Don't get the wrong idea about Kerry Collins.
He's as bummed out about the Giants' season as anyone, especially since he's as much to blame for their losing record as anyone. He hates that the Giants are this close to playing out the string in a season that began with Super Bowl aspirations.
But he also knows it's not the end of the world.
"I used to live and die with what went on in any particular season, and that's not good," Collins said yesterday in the aftermath of the Giants' latest screw-up, a 28-10 loss Sunday to NFC East rival Philadelphia. "I've got such a better perspective on things. As you get older, perspective becomes a little clearer about what's really important. It's not life or death."
Now, before you accuse Collins of not caring enough about all that has gone wrong this season, chill out. The guy is 30 years old, he has overcome a drinking problem that threatened to ruin his NFL career, and his wife is pregnant with the couple's first child.
You're allowed to have some perspective about a 4-6 season, even when a lot of it is your fault. You're allowed to understand the reasons for your failings, to intellectualize them without beating yourself up. It sure beats the way he was a few years ago, when Collins was incapable of separating himself from what happened on Sundays. Back then, his life wasn't merely tied to the results; his life was the results.
Now that he thinks back on his days with the Carolina Panthers and the New Orleans Saints, Collins realizes why being so wrapped up in the game inhibited his ability to overcome his on-field mistakes. And why it was such a big reason he couldn't control his drinking.
"That's the biggest thing for me now, being able to rebound from things, being able to respond to different challenges," he said. "I wasn't nearly as good at it as I am now. Being able to handle these kinds of things is so much better because of where I'm at with sobriety."
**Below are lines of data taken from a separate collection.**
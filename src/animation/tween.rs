// src/animation/tween.rs
//
// A time-bounded color interpolation.
// Times are app seconds, as given by `app.time`.

use nannou::prelude::*;

use super::EasingType;

#[derive(Debug, Clone, Copy)]
pub struct ColorTween {
    pub start: Rgba,
    pub target: Rgba,
    pub start_time: f32,
    pub duration: f32,
    pub easing: EasingType,
}

impl ColorTween {
    pub fn new(start: Rgba, target: Rgba, start_time: f32, duration: f32, easing: EasingType) -> Self {
        Self {
            start,
            target,
            start_time,
            duration: duration.max(0.0),
            easing,
        }
    }

    /// Linear progress in `[0, 1]` at `time`.
    pub fn progress(&self, time: f32) -> f32 {
        // if duration is ~0.0, immediately change to target.
        if self.duration < 0.001 {
            return 1.0;
        }
        ((time - self.start_time) / self.duration).clamp(0.0, 1.0)
    }

    pub fn value_at(&self, time: f32) -> Rgba {
        let t = self.easing.apply(self.progress(time));
        lerp_rgba(self.start, self.target, t)
    }

    pub fn is_finished(&self, time: f32) -> bool {
        self.progress(time) >= 1.0
    }

    /// Starts a new tween toward `target` from wherever this one is at `time`.
    pub fn retarget(&self, target: Rgba, time: f32, duration: f32) -> Self {
        Self::new(self.value_at(time), target, time, duration, self.easing)
    }
}

pub fn lerp_rgba(start: Rgba, end: Rgba, t: f32) -> Rgba {
    rgba(
        start.red + (end.red - start.red) * t,
        start.green + (end.green - start.green) * t,
        start.blue + (end.blue - start.blue) * t,
        start.alpha + (end.alpha - start.alpha) * t,
    )
}
//! Product catalog lookups.

use crate::errors::ServiceError;
use crate::gateway::ApiGateway;
use crate::routes::endpoints;
use crate::types::{PalletFormation, Product};

use super::decode;

#[derive(Debug, Clone)]
pub struct ProductService {
    gateway: ApiGateway,
}

impl ProductService {
    pub fn new(gateway: ApiGateway) -> Self {
        Self { gateway }
    }

    /// List the products registered under a contract.
    pub async fn list(&self, contract_id: &str) -> Result<Vec<Product>, ServiceError> {
        let response = self.gateway.get(&endpoints::products(contract_id)).await?;
        decode(response, "product listing")
    }

    /// List the pallet formations (units per pallet) of a contract.
    pub async fn pallet_formations(
        &self,
        contract_id: &str,
    ) -> Result<Vec<PalletFormation>, ServiceError> {
        let response = self
            .gateway
            .get(&endpoints::pallet_formations(contract_id))
            .await?;
        decode(response, "pallet formation listing")
    }

    /// Look a product up by its code. The upstream has no by-code endpoint,
    /// so this filters the contract's product listing client-side.
    pub async fn find_by_code(
        &self,
        contract_id: &str,
        code: &str,
    ) -> Result<Option<Product>, ServiceError> {
        let products = self.list(contract_id).await?;
        Ok(products.into_iter().find(|p| p.code == code))
    }
}
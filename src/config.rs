use std::time::Duration;

/// Default request timeout applied to every gateway call.
pub const DEFAULT_TIMEOUT: Duration = Duration::from_millis(10_000);

/// Equipment header value used when no device id has been provisioned yet.
pub const DEFAULT_EQUIPMENT_ID: &str = "pcount-client";

const DEFAULT_V1_URL: &str = "https://api.pcount.io/api/v1";
const DEFAULT_V2_URL: &str = "https://api.pcount.io/api/v2";

/// Runtime configuration for the API gateway.
///
/// The upstream factory-management API is split across two generations of
/// base URLs; both are carried here so the routing table in [`crate::routes`]
/// can resolve each request against the right host. Values fall back from
/// environment variables to built-in defaults.
#[derive(Debug, Clone)]
pub struct ApiConfig {
    /// Base URL for generation-1 endpoints (contract-scoped resources).
    pub v1_base_url: String,
    /// Base URL for generation-2 endpoints (account/authentication).
    pub v2_base_url: String,
    /// Per-request timeout. A request that exceeds this window is aborted.
    pub timeout: Duration,
}

impl ApiConfig {
    /// Build a config from `PCOUNT_API_V1_URL` / `PCOUNT_API_V2_URL` /
    /// `PCOUNT_API_TIMEOUT_MS`, falling back to the built-in defaults.
    pub fn from_env() -> Self {
        let v1_base_url =
            std::env::var("PCOUNT_API_V1_URL").unwrap_or_else(|_| DEFAULT_V1_URL.to_string());
        let v2_base_url =
            std::env::var("PCOUNT_API_V2_URL").unwrap_or_else(|_| DEFAULT_V2_URL.to_string());
        let timeout = std::env::var("PCOUNT_API_TIMEOUT_MS")
            .ok()
            .and_then(|v| v.parse::<u64>().ok())
            .map(Duration::from_millis)
            .unwrap_or(DEFAULT_TIMEOUT);

        // Same normalization as `new`, so an env value with a trailing slash
        // does not produce double-slash request URLs.
        Self::new(v1_base_url, v2_base_url).with_timeout(timeout)
    }

    /// Config pointing both generations at explicit base URLs.
    pub fn new(v1_base_url: impl Into<String>, v2_base_url: impl Into<String>) -> Self {
        Self {
            v1_base_url: trim_trailing_slash(v1_base_url.into()),
            v2_base_url: trim_trailing_slash(v2_base_url.into()),
            timeout: DEFAULT_TIMEOUT,
        }
    }

    pub fn with_timeout(mut self, timeout: Duration) -> Self {
        self.timeout = timeout;
        self
    }
}

impl Default for ApiConfig {
    fn default() -> Self {
        Self::new(DEFAULT_V1_URL, DEFAULT_V2_URL)
    }
}

fn trim_trailing_slash(mut url: String) -> String {
    while url.ends_with('/') {
        url.pop();
    }
    url
}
How he handles things is very important for Collins, because he is in the midst of his worst season with the Giants. No longer the swashbuckler who is unafraid to throw down the field, Collins' performance has mirrored his team's fall from grace. He has only 12 touchdowns and 13 interceptions. His 74.0 rating is on pace for his worst since his first season with the Giants in 1999 (73.3).
"I don't get too caught up in getting down, especially at this point in my career," he said. "I've got to lead by example. This is one of the most important times to do that, when things are down. Everybody's going to look at me and see how I react to it. I understand the value of keeping a positive attitude more so than at any other point in my career."
Even so, it wouldn't hurt every now and again for Collins to get in someone's face. Throw a helmet. Something! Players respond to that kind of passion, and Collins ought to show it once in a while, instead of that glassy-eyed stare when he walks off after a turnover. Actually, Collins has that look on purpose; it's his way of showing everyone around him that he'll keep an even keel. At a time like this, though, even keel isn't what's needed. A fist in the air is what's needed.
Then again, maybe Collins has been too busy running away from defenders to catch his breath long enough for such outbursts. He has been pummeled because of the Giants' second-class offensive line, which has succumbed to inexperience, injuries and ineffectiveness. So maybe it's a swipe at the front office that Collins ought to deliver.
General manager Ernie Accorsi gambled and lost when he retooled the offensive line after the free-agent defections of Mike Rosenthal and Jason Whittle, and Collins has paid the price with the worst protection in his five seasons with the Giants. Accorsi had better address the issue, through free agency and/or the draft, because Collins is only as good as his protection. Like any pocket passer, Collins needs time for receivers to complete their downfield routes. But with no time to drop back, he has been hurried too often, with turnovers the inevitable byproduct.
The interceptions and fumbles won't help Jim Fassel hold onto his job, but Collins figures to be the Giants' franchise quarterback for at least another five or six years. If that's the case - and there's no reason it shouldn't be, in spite of this year's struggles - then the Giants will need to build a wall of protection around him to make sure he can be at his best.
Collins makes no excuses for his performance, and insists he doesn't even notice the continual line breakdowns. Then again, maybe he's just covering for his guys.
Either way, Collins can't escape the pain of a season gone bad. But at least he can put it all in perspective. At least he can appreciate the fact that no one died.